LA ORACIÓN
La Iglesia nos propone tres aspectos de la disciplina cuaresmal que son la oración, el ayuno y la limosna. Hoy voy a comentar la primera, la oración. Todos hemos aprendido las oraciones más comunes que nos enseña la Iglesia de niños. A veces las hemos recitado con rutina, sin pensar mucho en las palabras que repetíamos. Nuestra oración no puede quedar en ese nivel de niños. También debemos rescatar algunos aspectos de nuestra oración de niños. El niño tiene una gran confianza en sus padres y no les es difícil recurrir a Dios como Padre de Jesucristo, y a Jesús como hermano para presentarle sus peticiones. También el niño se siente pequeño e incapaz de lograr sus sueños solo. Echa mano de su imaginación y no le cuesta imaginarse las escenas del evangelio como la del Nacimiento de Jesús en Belén, el hecho de que Jesús haya sido niño como él y que haya tenido vivencias semejantes a las suyas. Aquí ya tenemos tres aspectos fundamentales de la oración, es decir, ante todo nuestra indigencia. Es obvio que no somos capaces de alcanzar cumplir nuestros deseos por nosotros mismos y eso se debe a que somos criaturas, que nuestra vida no nos la dimos a nosotros mismos. Antes la recibimos de Dios y de Él dependemos. En eso consiste también la humildad, reconocer nuestra verdad como criaturas dependientes e incapaces de sobrevivir o alcanzar la tan deseada felicidad por nuestros propios esfuerzos. Si eso es así, y nuestros deseos son reales, y corresponden a nuestra necesidad, está claro que nuestra vida tiene un sentido y que no consiste en pura frustración y desesperación. De ahí la importancia de la confianza en Dios como Padre tal y como la experimentó Jesús en todos los momentos de su vida, incluso en los más duros y difíciles como en Getsemaní y en la cruz. Además, la oración que nos enseña Jesús, el prototipo de toda oración comienza con la invocación de Dios como Padre. Jesús compara la confianza que debemos de tener en Dios como Padre con la que tiene un niño con su padre cuando dice: “¿Qué padre hay entre vosotros que si su hijo le pide un pez en vez del pez le da una culebra, o si le pide un huevo, le da un escorpión?” (Lc 11,11). Una definición tradicional de la oración es “la elevación de la mente y del corazón a Dios para pedirle cosas convenientes”. Se echa mano no sólo de la mente, o la razón, sino también de las emociones y la imaginación al orar a Dios.

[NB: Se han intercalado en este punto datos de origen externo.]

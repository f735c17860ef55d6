//! HTTP client for the external search backend

use quotelens_core::{ErrorEnvelope, Location, QuotelensError, SearchQuery, SearchResults};
use serde::Deserialize;

/// Async client for a search backend speaking the quotelens wire shape:
/// `POST /search` with a [`SearchQuery`] body, `GET /instance` for
/// instance metadata. The client retries nothing; failures propagate to
/// the caller.
pub struct SearchClient {
    base_url: String,
    client: reqwest::Client,
}

/// Instance metadata returned by `GET /instance`.
///
/// A backend carrying a `local_prefix` is a private instance: searches
/// run across all of its repositories, so no repo filter is applied.
#[derive(Debug, Clone, Deserialize)]
pub struct InstanceInfo {
    pub service: String,
    #[serde(default)]
    pub local_prefix: Option<String>,
}

fn connection_error(err: reqwest::Error) -> QuotelensError {
    QuotelensError::BackendError {
        code: "connection_error".to_string(),
        message: err.to_string(),
        hint: "Is the search backend running?".to_string(),
    }
}

fn decode_error(err: reqwest::Error) -> QuotelensError {
    QuotelensError::BackendError {
        code: "parse_error".to_string(),
        message: err.to_string(),
        hint: "Unexpected response from the search backend".to_string(),
    }
}

impl SearchClient {
    pub fn new(base_url: &str) -> Self {
        Self {
            base_url: base_url.trim_end_matches('/').to_string(),
            client: reqwest::Client::new(),
        }
    }

    pub fn base_url(&self) -> &str {
        &self.base_url
    }

    /// Execute a search and flatten the response into locations.
    pub async fn search(&self, query: &SearchQuery) -> Result<Vec<Location>, QuotelensError> {
        let url = format!("{}/search", self.base_url);
        let resp = self
            .client
            .post(&url)
            .json(query)
            .send()
            .await
            .map_err(connection_error)?;

        if !resp.status().is_success() {
            return Self::handle_error(resp).await;
        }

        let body: SearchResults = resp.json().await.map_err(decode_error)?;
        Ok(body.into_locations())
    }

    pub async fn instance(&self) -> Result<InstanceInfo, QuotelensError> {
        let url = format!("{}/instance", self.base_url);
        let resp = self
            .client
            .get(&url)
            .send()
            .await
            .map_err(connection_error)?;

        if !resp.status().is_success() {
            return Self::handle_error(resp).await;
        }

        resp.json().await.map_err(decode_error)
    }

    /// Whether the backend is a private instance (searches are not
    /// scoped to a single repository).
    pub async fn is_private(&self) -> Result<bool, QuotelensError> {
        Ok(self.instance().await?.local_prefix.is_some())
    }

    async fn handle_error<T>(resp: reqwest::Response) -> Result<T, QuotelensError> {
        let status = resp.status();
        match resp.json::<ErrorEnvelope>().await {
            Ok(envelope) => Err(QuotelensError::BackendError {
                code: envelope.code,
                message: envelope.message,
                hint: envelope.hint,
            }),
            Err(_) => Err(QuotelensError::BackendError {
                code: format!("http_{}", status.as_u16()),
                message: format!("HTTP {} from search backend", status),
                hint: "Check backend logs".to_string(),
            }),
        }
    }
}

/// Check if an error carries a specific backend error code
pub fn is_error_code(err: &QuotelensError, code: &str) -> bool {
    matches!(err, QuotelensError::BackendError { code: c, .. } if c == code)
}

#[cfg(test)]
mod tests {
    use super::*;

    #[test]
    fn trims_trailing_slash_from_base_url() {
        let client = SearchClient::new("http://localhost:7080/");
        assert_eq!(client.base_url(), "http://localhost:7080");
    }

    #[test]
    fn error_code_matcher() {
        let err = QuotelensError::BackendError {
            code: "connection_error".to_string(),
            message: "refused".to_string(),
            hint: "".to_string(),
        };
        assert!(is_error_code(&err, "connection_error"));
        assert!(!is_error_code(&err, "parse_error"));
    }
}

Jesús nos da también otras instrucciones acerca de cómo orar. Recomienda no orar como una segunda intención de lograr que otros nos vean o nos alaben, sino orar en secreto: “Y cuando oréis no seáis como los hipócritas, que gustan de orar en las sinagogas y en las esquinas de las plazas. …cuando vayas a orar entra en tu aposento, y después de cerrar la puerta ora a tu Padre, que está allí en lo secreto, y tu Padre, que ve en lo secreto te recompensará” (Mt 6,5-6). También Jesús recomienda evitar la palabrería al orar: “Y al orar, no charléis mucho, como los gentiles, que se figuran que por su palabrería van a ser escuchados” (Mt 6,7). Como queda muy claro, y lo recalca Santa Teresa de Jesús, para orar no precisa hablar mucho sino amar mucho. De hecho lo más importante es escuchar.
¿Cómo se escucha a Dios? Pues sí, como leemos al inicio de la Carta a los Hebreos: “Muchas veces y de muchos modos, habló Dios en el pasado a nuestros Padres por medio de los profetas; en estos últimos tiempos, nos ha hablado por medio de su Hijo, a quien instituyó heredero de todo, por quien también hizo los mundos” (Heb 1,1-3). El Prólogo del Evangelio de San Juan nos da el mismo mensaje de modo sucinto: “El Verbo se hizo carne, y habitó entre nosotros”. La Palabra de Dios nos la entrega ante todo la Santa Biblia y esa Palabra nos llega en la misma persona de Jesús. La Primera Carta de San Juan nos señala que “Dios nos amó primero”, y podríamos añadir “Dios nos habló primero”. Por tanto, la oración es ante todo escucha. Los mismo nos indica el Salmo 94, que se utiliza para dar inicio a la oración de la Iglesia que se reza en todos los monasterios y que rezan todos los sacerdotes, diáconos y muchos fieles en todo el mundo: “Ojalá escuchéis hoy su voz. No endurezcáis vuestros corazones”. También aquí como en otros muchos pasajes de la Sagrada Escritura, se nos invita a ablandar el corazón, de eliminar la dureza de corazón.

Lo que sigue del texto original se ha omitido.